I ricercatori quindi hanno voluto scoprire se il microbo era legato alla diversità batterica nell’intestino e un profilo più basso di rischio per la salute nelle persone che erano in sovrappeso / obese.

Hanno valutato i livelli nelle budella di A. muciniphila e altri batteri, come pure a digiuno di glucosio nel sangue e dei grassi nel sangue, e gli indicatori di grasso corporeo distribuzione-vita: il rapporto e la quantità di grasso sotto la pelle, in 49 adulti obesi o in sovrappeso.

Tali valutazioni sono state effettuate prima e dopo un intervento dietetico: 6 settimane di una dieta ipocalorica con proteine ??extra e fibra, seguita da 6 settimane di una dieta stabilizzante. La restrizione calorica è conosciuta per alterare la composizione dei batteri intestinali.

Essi hanno scoperto che all’inizio dell’intervento dietetico, quelli con evidenza di abbondante A. muciniphila nelle loro viscere avevano livelli di glucosio nel sangue a digiuno e di insulina più bassi, e un piccolo girovita:  un volume delle cellule di grasso sotto la pelle più piccolo rispetto a quelli con bassi livelli di microbo.

Coloro che hanno avuto abbondanti A. muciniphila così come una maggiore diversità di microbi nel loro intestino per cominciare, avevano un sano profilo metabolico in particolare per la glicemia a digiuno, trigliceridi (grassi nel sangue), e la distribuzione del grasso corporeo.

Dopo 6 settimane di restrizione calorica, quelli con una maggiore abbondanza di A. muciniphila hanno mostrato per iniziare un forte miglioramento nel loro profilo e distribuzione del grasso corporeo metabolico rispetto a quelli con livelli più bassi.
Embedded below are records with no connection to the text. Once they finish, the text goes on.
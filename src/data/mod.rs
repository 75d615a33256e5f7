//! Data ingestion
//!
//! Retrieval of the API documents and the HTML report, normalization of the
//! feed, and the per-game participant directory.

pub mod directory;
pub mod report;
pub mod scrapers;
pub mod source;

pub use directory::Directory;
pub use report::{parse_report, ReportRow};
pub use scrapers::{GameSource, NhlClient};
pub use source::{GameFeed, GameMeta};
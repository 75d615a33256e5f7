//! Event enrichment stages
//!
//! Each stage takes the event table by value and returns the enriched table:
//! attribution, score, situation, elapsed time and the shootout correction.

pub mod attribution;
pub mod situation;
pub mod timeline;

pub use attribution::attribute;
pub use situation::{SituationCode, StrengthCategory};

use crate::data::report::OnIce;
use crate::data::source::{GameMeta, Play};
use crate::{EventType, PlayerId};

/// Which side of the game a team is on
#[derive(Debug, Clone, Copy, PartialEq, Eq)]
pub enum Side {
    Home,
    Away,
}

impl Side {
    /// Resolve a team abbreviation against the game's two teams
    pub fn of(team: Option<&str>, meta: &GameMeta) -> Option<Side> {
        match team {
            Some(t) if t == meta.home_team.abbrev => Some(Side::Home),
            Some(t) if t == meta.away_team.abbrev => Some(Side::Away),
            _ => None,
        }
    }
}

/// Players credited with an event
#[derive(Debug, Clone, Default, PartialEq)]
pub struct Actors {
    pub primary_id: Option<PlayerId>,
    pub secondary_id: Option<PlayerId>,
    pub tertiary_id: Option<PlayerId>,
    pub primary: Option<String>,
    pub secondary: Option<String>,
    pub tertiary: Option<String>,
}

/// Elapsed time at the event
#[derive(Debug, Clone, Copy, Default, PartialEq, Eq)]
pub struct Clock {
    pub period_seconds: u32,
    pub game_seconds: u32,
}

impl Clock {
    pub fn period_minutes(&self) -> f64 {
        self.period_seconds as f64 / 60.0
    }

    pub fn game_minutes(&self) -> f64 {
        self.game_seconds as f64 / 60.0
    }
}

/// Score immediately before the event resolves
#[derive(Debug, Clone, Copy, Default, PartialEq, Eq)]
pub struct Score {
    pub home: u32,
    pub away: u32,
}

/// Decoded on-ice strength at the event
#[derive(Debug, Clone, Default, PartialEq)]
pub struct Situation {
    pub code: SituationCode,
    /// "{away skaters}v{home skaters}"
    pub strength: String,
    /// Skaters from the owning team's perspective
    pub strength_rel: Option<String>,
    pub strength_cat_rel: Option<StrengthCategory>,
    /// Only set for shot attempts
    pub is_shot_on_empty_net_rel: Option<u8>,
}

/// One row of the event table as it moves through the stages
#[derive(Debug, Clone, PartialEq)]
pub struct Event {
    pub play: Play,
    /// Current classification; starts as the feed's type and is rewritten by
    /// the merge normalization and the shootout correction
    pub event: EventType,
    pub actors: Actors,
    pub event_team: Option<String>,
    pub score: Score,
    pub situation: Situation,
    pub clock: Clock,
    /// Filled in from the report at merge time
    pub description: Option<String>,
    pub on_ice: OnIce,
}

impl Event {
    pub fn new(play: Play) -> Self {
        Event {
            event: play.event.clone(),
            play,
            actors: Actors::default(),
            event_team: None,
            score: Score::default(),
            situation: Situation::default(),
            clock: Clock::default(),
            description: None,
            on_ice: OnIce::default(),
        }
    }

    pub fn side(&self, meta: &GameMeta) -> Option<Side> {
        Side::of(self.event_team.as_deref(), meta)
    }
}

#[cfg(test)]
pub(crate) mod tests {
    use super::*;
    use crate::data::source::PlayDetails;

    /// Minimal play for stage tests
    pub(crate) fn play(event: &str, period: u8, time: &str) -> Play {
        Play {
            event_id: None,
            event: EventType::from_key(event),
            period,
            period_type: Some("REG".to_string()),
            time_in_period: time.to_string(),
            situation_code: Some("1551".to_string()),
            home_team_def_side: None,
            details: PlayDetails::default(),
        }
    }

    #[test]
    fn test_clock_minutes() {
        let clock = Clock {
            period_seconds: 90,
            game_seconds: 1290,
        };
        assert!((clock.period_minutes() - 1.5).abs() < 1e-9);
        assert!((clock.game_minutes() - 21.5).abs() < 1e-9);
    }
}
La restrizione calorica era associata ad una diminuzione della ricchezza di A. muciniphila su tutta la linea, ma questi livelli sono rimasti ancora 100 volte più alta nelle persone in cui il microbo era più abbondante.

I ricercatori suggeriscono che i sottoprodotti di A. muciniphila possono agire come combustibile per altri batteri intestinali benefici.
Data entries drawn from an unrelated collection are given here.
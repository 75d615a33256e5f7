//! Retrieval of the source documents

pub mod nhl;

pub use nhl::NhlClient;

use chrono::NaiveDate;
use serde::Deserialize;
use serde_json::Value;

use crate::{GameId, PbpError, Result};

/// Anything that can hand over the raw documents for a game
pub trait GameSource {
    /// Game ids scheduled on a date
    fn schedule(&self, date: NaiveDate) -> Result<Vec<GameId>>;

    /// The play-by-play document
    fn play_by_play(&self, game: GameId) -> Result<Value>;

    /// The landing document (coaches, venue, season)
    fn landing(&self, game: GameId) -> Result<Value>;

    /// Raw HTML of the play-by-play report
    fn report_html(&self, season: i64, game: GameId) -> Result<String>;
}

/// Retry an operation with exponential backoff
pub fn with_retry<T, F>(mut operation: F, max_attempts: u32) -> Result<T>
where
    F: FnMut() -> Result<T>,
{
    let mut attempt = 0;
    loop {
        match operation() {
            Ok(result) => return Ok(result),
            Err(e) if attempt + 1 >= max_attempts => return Err(e),
            Err(e) => {
                log::warn!("Attempt {} failed: {}", attempt + 1, e);
                let delay = std::time::Duration::from_millis(100 * 2u64.pow(attempt));
                std::thread::sleep(delay);
                attempt += 1;
            }
        }
    }
}

#[derive(Debug, Deserialize)]
#[serde(rename_all = "camelCase")]
struct ScheduleDoc {
    #[serde(default)]
    game_week: Vec<ScheduleDay>,
}

#[derive(Debug, Deserialize)]
struct ScheduleDay {
    date: Option<String>,
    #[serde(default)]
    games: Vec<ScheduledGame>,
}

#[derive(Debug, Deserialize)]
struct ScheduledGame {
    id: GameId,
}

/// Game ids for `date` from a schedule document. The document covers a
/// week starting at the requested date; the matching day is used, falling
/// back to the first.
pub fn parse_schedule(doc: &Value, date: NaiveDate) -> Result<Vec<GameId>> {
    let schedule: ScheduleDoc = serde_json::from_value(doc.clone())?;
    let wanted = date.format("%Y-%m-%d").to_string();
    let day = schedule
        .game_week
        .iter()
        .find(|d| d.date.as_deref() == Some(wanted.as_str()))
        .or_else(|| schedule.game_week.first())
        .ok_or_else(|| PbpError::Schema(format!("schedule for {} has no gameWeek", date)))?;
    Ok(day.games.iter().map(|g| g.id).collect())
}

#[cfg(test)]
mod tests {
    use super::*;
    use serde_json::json;

    #[test]
    fn test_parse_schedule() {
        let doc = json!({
            "gameWeek": [
                {"date": "2023-12-19", "games": [{"id": 2023020340}]},
                {"date": "2023-12-20", "games": [{"id": 2023020350}, {"id": 2023020351}]}
            ]
        });
        let date = NaiveDate::from_ymd_opt(2023, 12, 20).unwrap();
        assert_eq!(
            parse_schedule(&doc, date).unwrap(),
            vec![GameId(2023020350), GameId(2023020351)]
        );

        let empty = json!({"gameWeek": []});
        assert!(parse_schedule(&empty, date).is_err());
    }

    #[test]
    fn test_retry_gives_up() {
        let mut calls = 0;
        let result: Result<()> = with_retry(
            || {
                calls += 1;
                Err(PbpError::Parse("nope".to_string()))
            },
            2,
        );
        assert!(result.is_err());
        assert_eq!(calls, 2);

        let mut calls = 0;
        let result = with_retry(
            || {
                calls += 1;
                if calls < 2 {
                    Err(PbpError::Parse("once".to_string()))
                } else {
                    Ok(calls)
                }
            },
            3,
        );
        assert_eq!(result.unwrap(), 2);
    }
}
//! Per-game diagnostics
//!
//! Owned by one pipeline run and handed to the stages that recover locally,
//! so skipped rows and join losses are counted instead of vanishing.

use serde::Serialize;

use crate::GameId;

#[derive(Debug, Clone, Default, PartialEq, Eq, Serialize)]
pub struct RunLog {
    pub game_id: GameId,
    /// Report rows dropped before the join (malformed cells)
    pub report_rows_skipped: usize,
    /// Report rows whose description named no resolvable player
    pub actors_unresolved: usize,
    /// Feed events with no matching report row
    pub unmatched_events: usize,
    /// Report rows with no matching feed event
    pub unmatched_report_rows: usize,
    /// Joined rows collapsed by the duplicate filter
    pub duplicates_dropped: usize,
}

impl RunLog {
    pub fn new(game_id: GameId) -> Self {
        RunLog {
            game_id,
            ..Default::default()
        }
    }

    pub fn skip_report_row(&mut self, reason: &str) {
        self.report_rows_skipped += 1;
        log::warn!("Game {}: skipping report row ({})", self.game_id, reason);
    }

    pub fn unresolved_actor(&mut self, code: &str, description: &str) {
        self.actors_unresolved += 1;
        log::debug!(
            "Game {}: no player resolved for {} {:?}",
            self.game_id,
            code,
            description
        );
    }

    pub fn record_join(&mut self, unmatched_events: usize, unmatched_report_rows: usize, duplicates: usize) {
        self.unmatched_events += unmatched_events;
        self.unmatched_report_rows += unmatched_report_rows;
        self.duplicates_dropped += duplicates;
        if unmatched_events > 0 || unmatched_report_rows > 0 {
            log::warn!(
                "Game {}: join dropped {} feed events and {} report rows",
                self.game_id,
                unmatched_events,
                unmatched_report_rows
            );
        }
    }

    /// One-line summary for the end of a run
    pub fn summary(&self) -> String {
        format!(
            "game {}: {} report rows skipped, {} unresolved actors, {} feed / {} report rows unmatched, {} duplicates",
            self.game_id,
            self.report_rows_skipped,
            self.actors_unresolved,
            self.unmatched_events,
            self.unmatched_report_rows,
            self.duplicates_dropped
        )
    }
}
“A. muciniphila produce una varietà di prodotti di fermentazione. Questi possono servire come fonti di energia per altri batteri. È possibile che attraverso questa alimentazione incrociata, A. muciniphila possa contribuire all’espansione di altre specie benefiche, mentre essa stessa può avere un effetto diretto sul metabolismo ospitante, coerente con gli studi sui roditori “, si aggiunge.

I ricercatori concludono che A. muciniphila necessita di ulteriori studi per vedere se possa avere un potenziale come trattamento per l’insulina resistenza precursore al diabete di tipo 2 e se potrebbe essere utilizzata come indicatore della probabilità di successo negli interventi dietetici.